Я немного помолчал и обратился к ней:

— А если у гостя действительно нет денег, нужно покинуть застолье?

Она опустила глаза и ничего не ответила. Гости шумно заговорили по-грузински. Хозяин встал и, широко улыбаясь, сказал:

— Пошутили, и будет. Это же не покер. Не надо повышать ставки. Предлагаю выпить за здоровье наших столичных гостей. Гаумарджос!

Я встал вслед за хозяином, поблагодарил его, выпил и обратился к соседу:

— Покер не покер, а все же шутку нужно закончить иначе.

Сосед с удивлением посмотрел на меня. Тогда я достал подаренную Параджановым купюру в 25 тысяч и положил ее перед ним.

— Что это? — проговорил он. Голос его стал вдруг хриплым. Глаза округлились, как у комедийного персонажа, пораженного неожиданной вестью. Он не до конца понял, что оказалось рядом с его тарелкой, но созерцание трех нулей поразило его. Скрыть этого он был не в силах.

— Деньги, ваше степенство. Деньги. Настоящие. Грузинские. Это не Москва, это грузинский лидер Ной Жордания напечатал.

— Нет, — проговорил сосед и энергично махнул рукой. — Нет!

— Что нет? Не верите, что это грузинские деньги?

И тут раздался громкий хохот. Купюру стали передавать по рукам. Ее разглядывали и смеялись. Она обошла стол и вернулась к соседу.

Он тоже смеялся, но в глазах его было столько ненависти, что я решил избавить его от моего соседства. Я поднялся и перешел к Ивану, сидевшему рядом с однокурсником.

— Говорят, у вас тут интересная беседа об искусстве, — объяснил я свой переход.

— Это Арчил, — представил мне своего приятеля Иван.

Арчил наполнил мой бокал и тихо произнес:

— Простите его. Это не нашего круга человек. Это дальний родственник хозяина.

Смех не смолкал долго. Все перешли на грузинский. Через некоторое время пожилой седовласый мужчина в сюртуке невиданного покроя, обличавшего в нем художника, спросил, повернувшись ко мне:

— Простите, а вы не потомок Левандовского? Он, говорят, топил печку грузинскими деньгами. Может, оставил кое-что родственникам.

Понятно, что он хотел помочь своему земляку не остаться в дураках, но это было чересчур. Если история с купюрой могла сойти за шутку, то этот человек хотел оскорбить не только меня, но и всех русских. Левандовский командовал большевистской армией, покончившей с самостийностью Грузии. Нужно было что-то ответить.

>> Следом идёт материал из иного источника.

use fractal_core::{
    AppConfig, DisplayTriple, LinkError, ProgressChart, SequenceTimer, SimpleTimer, StateStore,
    StorageError, SystemClock, ZoneId, ZoneRegistry, ZoneTimer,
};

use crate::cli::{Args, Mode};

/// The active timer plus the user's running toggle.
///
/// Only the driver loop touches this, so toggles and poll ticks never
/// interleave.
pub struct AppState {
    timer: Box<dyn ZoneTimer + Send>,
    running: bool,
}

impl AppState {
    pub fn new(timer: Box<dyn ZoneTimer + Send>) -> Self {
        Self {
            timer,
            running: false,
        }
    }

    /// Build the timer selected on the command line.
    pub fn from_args(args: &Args, config: &AppConfig) -> Result<Self, StorageError> {
        let registry = ZoneRegistry::fractals();

        let timer: Box<dyn ZoneTimer + Send> = match args.mode {
            Mode::Daily => Box::new(SimpleTimer::new(registry)),
            Mode::Marathon => {
                let store = StateStore::new(&config.state_file);
                let timer = SequenceTimer::load(registry, SystemClock, store, args.reload)?;
                if args.graph {
                    Box::new(timer.with_chart(ProgressChart::new(&config.chart_file)))
                } else {
                    Box::new(timer)
                }
            }
        };

        tracing::info!(
            mode = ?args.mode,
            reload = args.reload,
            graph = args.graph,
            "Timer ready"
        );
        Ok(Self::new(timer))
    }

    pub fn is_running(&self) -> bool {
        self.running
    }

    /// Start on the stopped → running edge; `None` if already running.
    pub fn start(&mut self) -> Option<DisplayTriple> {
        if self.running {
            return None;
        }
        self.running = true;
        Some(self.timer.start())
    }

    /// Stop on the running → stopped edge; `None` if already stopped.
    pub fn stop(&mut self) -> Option<DisplayTriple> {
        if !self.running {
            return None;
        }
        self.running = false;
        Some(self.timer.stop())
    }

    pub fn toggle(&mut self) -> DisplayTriple {
        self.running = !self.running;
        if self.running {
            self.timer.start()
        } else {
            self.timer.stop()
        }
    }

    /// Feed one poll result. Ignored while stopped; a failed read only
    /// refreshes the display.
    pub fn tick(&mut self, zone: Result<ZoneId, LinkError>) -> Option<DisplayTriple> {
        if !self.running {
            return None;
        }
        match zone {
            Ok(zone) => Some(self.timer.update(zone)),
            Err(e) => {
                tracing::debug!(error = %e, "Skipping poll tick");
                Some(self.timer.display())
            }
        }
    }

    pub fn display(&self) -> DisplayTriple {
        self.timer.display()
    }
}
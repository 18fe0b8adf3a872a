//! Marathon timer
//!
//! Walks a cursor through the stage sequence as the player enters each
//! stage's zone in order. Transition policy for `update(zone)`, with
//! `cur` the cursor before the call:
//!
//! 1. `zone` is the zone of `cur` and `cur` has an end time: the player
//!    went back in, so the end is cleared (reset).
//! 2. Otherwise:
//!    a. `cur` is in progress: set its end (stop).
//!    b. `zone` is the zone of `cur + 1`: advance and set the new stage's
//!       start. Entering any other stage's zone is ignored.
//!
//! The state document is written after every change.

use std::sync::Arc;

use super::{Clock, DisplayTriple, SystemClock, Timestamp, ZoneTimer, format_elapsed};
use crate::chart::ProgressChart;
use crate::game_data::{FIRST_CHALLENGE_STAGE, StageNumber, ZoneId, ZoneRegistry};
use crate::storage::{MarathonDocument, StageRecord, StateStore, StorageError};

/// Challenge motes reuse the zones of the last two regular scales
const CHALLENGE_STAGE_OFFSET: StageNumber = 2;

pub struct SequenceTimer<C: Clock = SystemClock> {
    registry: Arc<ZoneRegistry>,
    clock: C,
    document: MarathonDocument,
    /// Stage currently attempted, 0 before the first stage is entered
    cursor: StageNumber,
    store: Option<StateStore>,
    chart: Option<ProgressChart>,
}

impl SequenceTimer<SystemClock> {
    /// Fresh in-memory marathon. Nothing is written until a store is attached.
    pub fn new(registry: Arc<ZoneRegistry>) -> Self {
        Self::with_clock(registry, SystemClock)
    }
}

impl<C: Clock> SequenceTimer<C> {
    pub fn with_clock(registry: Arc<ZoneRegistry>, clock: C) -> Self {
        Self {
            registry,
            clock,
            document: MarathonDocument::new(),
            cursor: 0,
            store: None,
            chart: None,
        }
    }

    /// Resume from an existing document. The cursor lands on the highest
    /// stage with an end time.
    pub fn from_document(
        registry: Arc<ZoneRegistry>,
        clock: C,
        document: MarathonDocument,
    ) -> Result<Self, StorageError> {
        document.validate()?;
        let cursor = document.last_completed_stage();
        Ok(Self {
            registry,
            clock,
            document,
            cursor,
            store: None,
            chart: None,
        })
    }

    /// Open a marathon backed by `store`. With `reload` the stored document
    /// is resumed if present; otherwise a fresh document replaces it on the
    /// first write.
    pub fn load(
        registry: Arc<ZoneRegistry>,
        clock: C,
        store: StateStore,
        reload: bool,
    ) -> Result<Self, StorageError> {
        let document = if reload { store.load()? } else { None };

        let timer = match document {
            Some(document) => {
                tracing::info!(path = %store.path().display(), "Resuming marathon");
                Self::from_document(registry, clock, document)?
            }
            None => Self::with_clock(registry, clock),
        };
        Ok(timer.with_store(store))
    }

    pub fn with_store(mut self, store: StateStore) -> Self {
        self.store = Some(store);
        self
    }

    /// Attach a progress chart and render the current state once.
    pub fn with_chart(mut self, chart: ProgressChart) -> Self {
        self.chart = Some(chart);
        self.refresh_chart();
        self
    }

    pub fn cursor(&self) -> StageNumber {
        self.cursor
    }

    pub fn document(&self) -> &MarathonDocument {
        &self.document
    }

    pub fn stages(&self) -> &[StageRecord] {
        &self.document.levels
    }

    /// `"<zone name> - <scale>"`, with challenge motes shown as e.g. `99CM`
    pub fn label(&self) -> String {
        if self.cursor == 0 {
            return String::new();
        }

        let name = self
            .registry
            .zone_of_stage(self.cursor)
            .and_then(|zone| self.registry.name_of(zone))
            .unwrap_or_default();

        if self.cursor >= FIRST_CHALLENGE_STAGE {
            format!("{} - {}CM", name, self.cursor - CHALLENGE_STAGE_OFFSET)
        } else {
            format!("{} - {}", name, self.cursor)
        }
    }

    fn zone_of_stage(&self, stage: StageNumber) -> Option<ZoneId> {
        if stage == 0 {
            return None;
        }
        self.registry.zone_of_stage(stage)
    }

    fn total_time(&self, now: Timestamp) -> String {
        match self.document.start {
            Some(start) => format_elapsed(start, self.document.end.unwrap_or(now)),
            None => String::new(),
        }
    }

    fn instance_time(&self, now: Timestamp) -> String {
        match self.document.stage(self.cursor) {
            Some(StageRecord {
                start: Some(start),
                end,
            }) => format_elapsed(*start, end.unwrap_or(now)),
            _ => String::new(),
        }
    }

    fn triple(&self, now: Timestamp) -> DisplayTriple {
        DisplayTriple {
            total: self.total_time(now),
            label: self.label(),
            instance: self.instance_time(now),
        }
    }

    /// Persist the full document, then log the transition.
    fn record(&self, action: &str, now: Timestamp) {
        self.persist();
        tracing::info!(
            action,
            total = %self.total_time(now),
            stage = self.cursor,
            label = %self.label(),
            instance = %self.instance_time(now),
            "Marathon {action}"
        );
    }

    fn persist(&self) {
        let Some(store) = &self.store else {
            return;
        };
        if let Err(e) = store.save(&self.document) {
            tracing::warn!(
                error = %e,
                path = %store.path().display(),
                "Failed to persist marathon state"
            );
        }
    }

    fn refresh_chart(&self) {
        if let Some(chart) = &self.chart {
            chart.spawn_render(self.document.levels.clone());
        }
    }
}

impl<C: Clock> ZoneTimer for SequenceTimer<C> {
    fn start(&mut self) -> DisplayTriple {
        let now = self.clock.now();
        self.document.start.get_or_insert(now);
        self.record("start", now);
        self.triple(now)
    }

    fn stop(&mut self) -> DisplayTriple {
        let now = self.clock.now();
        self.document.end = Some(now);
        self.record("stop", now);
        self.triple(now)
    }

    fn update(&mut self, zone: ZoneId) -> DisplayTriple {
        let now = self.clock.now();
        let cur = self.cursor;

        if self.zone_of_stage(cur) == Some(zone) {
            let reset = match self.document.stage_mut(cur) {
                Some(stage) if stage.end.is_some() => {
                    stage.end = None;
                    true
                }
                _ => false,
            };
            if reset {
                self.record("instance reset", now);
                self.refresh_chart();
            }
        } else {
            let stopped = match self.document.stage_mut(cur) {
                Some(stage) if stage.is_in_progress() => {
                    stage.end = Some(now);
                    true
                }
                _ => false,
            };
            if stopped {
                self.record("instance stop", now);
                self.refresh_chart();
            }

            let next = cur + 1;
            if self.zone_of_stage(next) == Some(zone) {
                if let Some(stage) = self.document.stage_mut(next) {
                    stage.start = Some(now);
                    self.cursor = next;
                    self.record("instance start", now);
                }
            }
        }

        self.triple(now)
    }

    fn display(&self) -> DisplayTriple {
        self.triple(self.clock.now())
    }
}
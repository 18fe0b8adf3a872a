//! Application configuration
//!
//! Stored with confy as `~/.config/fractal-timer/config.toml` (or the
//! platform equivalent). Missing fields take their defaults.

use serde::{Deserialize, Serialize};
use std::path::PathBuf;
use std::time::Duration;

use super::ConfigError;
use crate::link::DEFAULT_LINK_NAME;
use crate::storage::{data_dir, default_state_path};

pub const APP_NAME: &str = "fractal-timer";
pub const CONFIG_NAME: &str = "config";

/// Poll interval of the reference overlay
pub const DEFAULT_POLL_INTERVAL_MS: u64 = 250;

fn default_state_file() -> PathBuf {
    default_state_path()
}

fn default_chart_file() -> PathBuf {
    data_dir().join("progress.png")
}

fn default_poll_interval_ms() -> u64 {
    DEFAULT_POLL_INTERVAL_MS
}

fn default_link_name() -> String {
    DEFAULT_LINK_NAME.to_string()
}

#[derive(Debug, Clone, PartialEq, Eq, Serialize, Deserialize)]
pub struct AppConfig {
    /// Marathon state document
    #[serde(default = "default_state_file")]
    pub state_file: PathBuf,
    /// Progress chart output
    #[serde(default = "default_chart_file")]
    pub chart_file: PathBuf,
    #[serde(default = "default_poll_interval_ms")]
    pub poll_interval_ms: u64,
    /// Shared memory region published by the game
    #[serde(default = "default_link_name")]
    pub link_name: String,
}

impl Default for AppConfig {
    fn default() -> Self {
        Self {
            state_file: default_state_file(),
            chart_file: default_chart_file(),
            poll_interval_ms: default_poll_interval_ms(),
            link_name: default_link_name(),
        }
    }
}

impl AppConfig {
    /// Load the stored config, falling back to defaults if it is unreadable.
    pub fn load() -> Self {
        Self::try_load().unwrap_or_else(|e| {
            tracing::warn!(error = %e, "Failed to load configuration, using defaults");
            Self::default()
        })
    }

    pub fn try_load() -> Result<Self, ConfigError> {
        Ok(confy::load(APP_NAME, CONFIG_NAME)?)
    }

    pub fn save(&self) -> Result<(), ConfigError> {
        confy::store(APP_NAME, CONFIG_NAME, self).map_err(ConfigError::Save)
    }

    /// Poll interval, never shorter than 1ms
    pub fn poll_interval(&self) -> Duration {
        Duration::from_millis(self.poll_interval_ms.max(1))
    }
}
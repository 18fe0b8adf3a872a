//! Marathon progress chart
//!
//! Plots minutes spent per stage over the contiguous prefix of completed
//! stages and writes it as a PNG, overwriting the previous chart. Renders
//! run on a detached thread from a snapshot of the stage list, so a slow or
//! failing render never holds up polling.

mod error;
mod render;

pub use error::ChartError;
pub use render::{CHART_HEIGHT, CHART_WIDTH, render};

use std::fs;
use std::path::{Path, PathBuf};
use std::sync::atomic::{AtomicU64, Ordering};
use std::sync::{Arc, Mutex};
use std::thread;

use crate::game_data::StageNumber;
use crate::storage::StageRecord;

/// `(stage number, minutes)` for each stage up to the first one lacking a
/// start or an end.
pub fn chart_points(stages: &[StageRecord]) -> Vec<(StageNumber, f32)> {
    stages
        .iter()
        .map_while(|stage| stage.duration_secs())
        .enumerate()
        .map(|(idx, secs)| (idx as StageNumber + 1, secs as f32 / 60.0))
        .collect()
}

/// PNG chart output.
///
/// Clones share one render counter. Every `spawn_render` takes the next
/// generation number, and a finished render only replaces the file if no
/// newer generation has been written already. Renders that finish out of
/// order therefore never leave an older snapshot on disk.
#[derive(Debug, Clone)]
pub struct ProgressChart {
    path: PathBuf,
    requested: Arc<AtomicU64>,
    written: Arc<Mutex<u64>>,
}

impl ProgressChart {
    pub fn new(path: impl Into<PathBuf>) -> Self {
        Self {
            path: path.into(),
            requested: Arc::new(AtomicU64::new(0)),
            written: Arc::new(Mutex::new(0)),
        }
    }

    pub fn path(&self) -> &Path {
        &self.path
    }

    /// Number of background renders requested so far
    pub fn renders_requested(&self) -> u64 {
        self.requested.load(Ordering::SeqCst)
    }

    /// Render and write synchronously.
    pub fn write(&self, stages: &[StageRecord]) -> Result<(), ChartError> {
        let png = self.encode(stages)?;
        self.create_parent()?;
        fs::write(&self.path, png).map_err(|source| ChartError::WriteFile {
            path: self.path.clone(),
            source,
        })
    }

    fn encode(&self, stages: &[StageRecord]) -> Result<Vec<u8>, ChartError> {
        render(&chart_points(stages))?
            .encode_png()
            .map_err(|e| ChartError::Encode {
                path: self.path.clone(),
                reason: e.to_string(),
            })
    }

    fn create_parent(&self) -> Result<(), ChartError> {
        if let Some(parent) = self.path.parent().filter(|p| !p.as_os_str().is_empty()) {
            fs::create_dir_all(parent).map_err(|source| ChartError::CreateDir {
                path: parent.to_path_buf(),
                source,
            })?;
        }
        Ok(())
    }

    /// Write the render for `generation` unless a newer one is already on
    /// disk. Returns whether the file was replaced.
    fn write_generation(
        &self,
        stages: &[StageRecord],
        generation: u64,
    ) -> Result<bool, ChartError> {
        let png = self.encode(stages)?;

        let mut written = self.written.lock().unwrap_or_else(|e| e.into_inner());
        if *written >= generation {
            return Ok(false);
        }
        self.create_parent()?;
        fs::write(&self.path, png).map_err(|source| ChartError::WriteFile {
            path: self.path.clone(),
            source,
        })?;
        *written = generation;
        Ok(true)
    }

    /// Fire-and-forget render on a background thread. Errors are logged only.
    pub fn spawn_render(&self, snapshot: Vec<StageRecord>) {
        let generation = self.requested.fetch_add(1, Ordering::SeqCst) + 1;
        let chart = self.clone();
        let spawned = thread::Builder::new()
            .name("progress-chart".to_string())
            .spawn(move || match chart.write_generation(&snapshot, generation) {
                Ok(true) => {
                    tracing::debug!(path = %chart.path.display(), generation, "Progress chart updated")
                }
                Ok(false) => tracing::debug!(generation, "Stale progress chart discarded"),
                Err(e) => tracing::warn!(error = %e, "Failed to render progress chart"),
            });

        if let Err(e) = spawned {
            tracing::warn!(error = %e, "Failed to spawn progress chart thread");
        }
    }
}

#[cfg(test)]
mod tests {
    use super::*;

    fn completed(start: i64, end: i64) -> StageRecord {
        StageRecord {
            start: Some(start),
            end: Some(end),
        }
    }

    #[test]
    fn test_chart_points_stop_at_first_gap() {
        let mut stages = vec![StageRecord::default(); 5];
        stages[0] = completed(0, 600);
        stages[1] = completed(600, 1_500);
        stages[2] = StageRecord {
            start: Some(1_500),
            end: None,
        };
        stages[3] = completed(2_000, 2_300);

        assert_eq!(chart_points(&stages), vec![(1, 10.0), (2, 15.0)]);
    }

    #[test]
    fn test_chart_points_empty_without_completed_first_stage() {
        let mut stages = vec![StageRecord::default(); 3];
        stages[1] = completed(0, 60);
        assert!(chart_points(&stages).is_empty());
    }

    #[test]
    fn test_render_draws_line() {
        let pixmap = render(&[(1, 10.0), (2, 15.0), (3, 8.5)]).unwrap();
        assert_eq!(pixmap.width(), CHART_WIDTH);
        assert_eq!(pixmap.height(), CHART_HEIGHT);
        // Pure blue pixels only come from the data line
        let has_line = pixmap
            .pixels()
            .iter()
            .any(|p| p.blue() > 200 && p.red() < 50 && p.green() < 50);
        assert!(has_line);
    }

    #[test]
    fn test_render_handles_empty_and_long_stages() {
        assert!(render(&[]).is_ok());
        assert!(render(&[(1, 95.0)]).is_ok());
    }

    #[test]
    fn test_write_creates_png() {
        let dir = tempfile::tempdir().unwrap();
        let chart = ProgressChart::new(dir.path().join("out").join("progress.png"));
        chart.write(&[completed(0, 300), completed(300, 900)]).unwrap();

        let bytes = fs::read(chart.path()).unwrap();
        assert_eq!(&bytes[..8], b"\x89PNG\r\n\x1a\n");
    }

    #[test]
    fn test_spawn_render_counts_requests() {
        let dir = tempfile::tempdir().unwrap();
        let chart = ProgressChart::new(dir.path().join("progress.png"));
        let shared = chart.clone();
        assert_eq!(chart.renders_requested(), 0);

        chart.spawn_render(vec![completed(0, 60)]);
        shared.spawn_render(vec![completed(0, 120)]);
        assert_eq!(chart.renders_requested(), 2);
    }

    #[test]
    fn test_older_generation_does_not_overwrite_newer() {
        let dir = tempfile::tempdir().unwrap();
        let chart = ProgressChart::new(dir.path().join("progress.png"));
        let newer = vec![completed(0, 300), completed(300, 900)];
        let older: Vec<StageRecord> = Vec::new();

        assert!(chart.write_generation(&newer, 2).unwrap());
        assert!(!chart.write_generation(&older, 1).unwrap());

        let on_disk = fs::read(chart.path()).unwrap();
        assert_eq!(on_disk, chart.encode(&newer).unwrap());
    }
}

— Нет, Левандовский мне не родственник. Но мой близкий знакомый — не могу назвать его приятелем, поскольку он очень пожилой человек, — оказался в Грузии несколько раньше армии Левандовского. И он рассказал мне, как их казачья сотня, уходившая от большевиков, была остановлена в Дарьяльском ущелье. Грузинские братья, так ненавидевшие красных, и белых не жаловали. Они разоружили их. И пропустили в Грузию далеко не всех.

Должен сказать, что это был единственный случай проявления русофобии, происшедший со мной. Две недели, проведенные в Тбилиси, были сплошным праздником и демонстрацией гостеприимства. Даже небогатые художники радушно принимали нас с Иваном, устраивая во время просмотра их картин угощение. В некоторых мастерских пришлось поучаствовать в искусствоведческих спорах. Я старался быть благодарным гостем и никого не критиковать. И все же общие критические соображения о современной живописи пришлось высказать. Главная беда была в том, что в стараниях уйти от реализма и быть оригинальными многие художники были ужасно похожи друг на друга. Даже национальный колорит не очень помогал избежать этой беды. И все при этом твердили, что настоящий художник должен искать новые формы. В этом поиске утрачивалось элементарное желание научиться ремеслу и стать хорошим художником в традиционном смысле. И то, что выдавалось за новые формы, было повтором поиска, шедшего с начала XX века. А просто хорошего рисунка или оригинального колорита мы видели не много. Но об этом мы откровенно говорили с Иваном вне мастерских, гуляя по живописным улочкам старого города. В одной мастерской были выставлены фарфоровые тарелки, расписанные ереванским художником Багратом. Фамилию его я не помню. На них были изображены коровы и люди с рогами. Симпатичные улыбающиеся мордашки девушек и молодых людей — и все без исключения с рогами.

Я спросил Баграта, почему он наградил своих героев этим странным украшением. Значит ли это, что все друг другу изменяют, или он видит в людях демоническое начало? Неужто все превратились в бесов?

— Нет, — ответил художник. — Просто мне так хочется. Я не видел ни у кого таких персонажей. Это оригинально. Это мое новаторство.

— Но тогда можно изображать людей на трех ногах с семью ушами. Это тоже будет новаторством?

— Конечно.

— А как быть со смыслом?

— Каждый открывает смысл сам. Так мы приглашаем зрителя к сотворчеству.

Ну что тут скажешь… Вот такие были, с позволения сказать, «искусствоведческие» беседы.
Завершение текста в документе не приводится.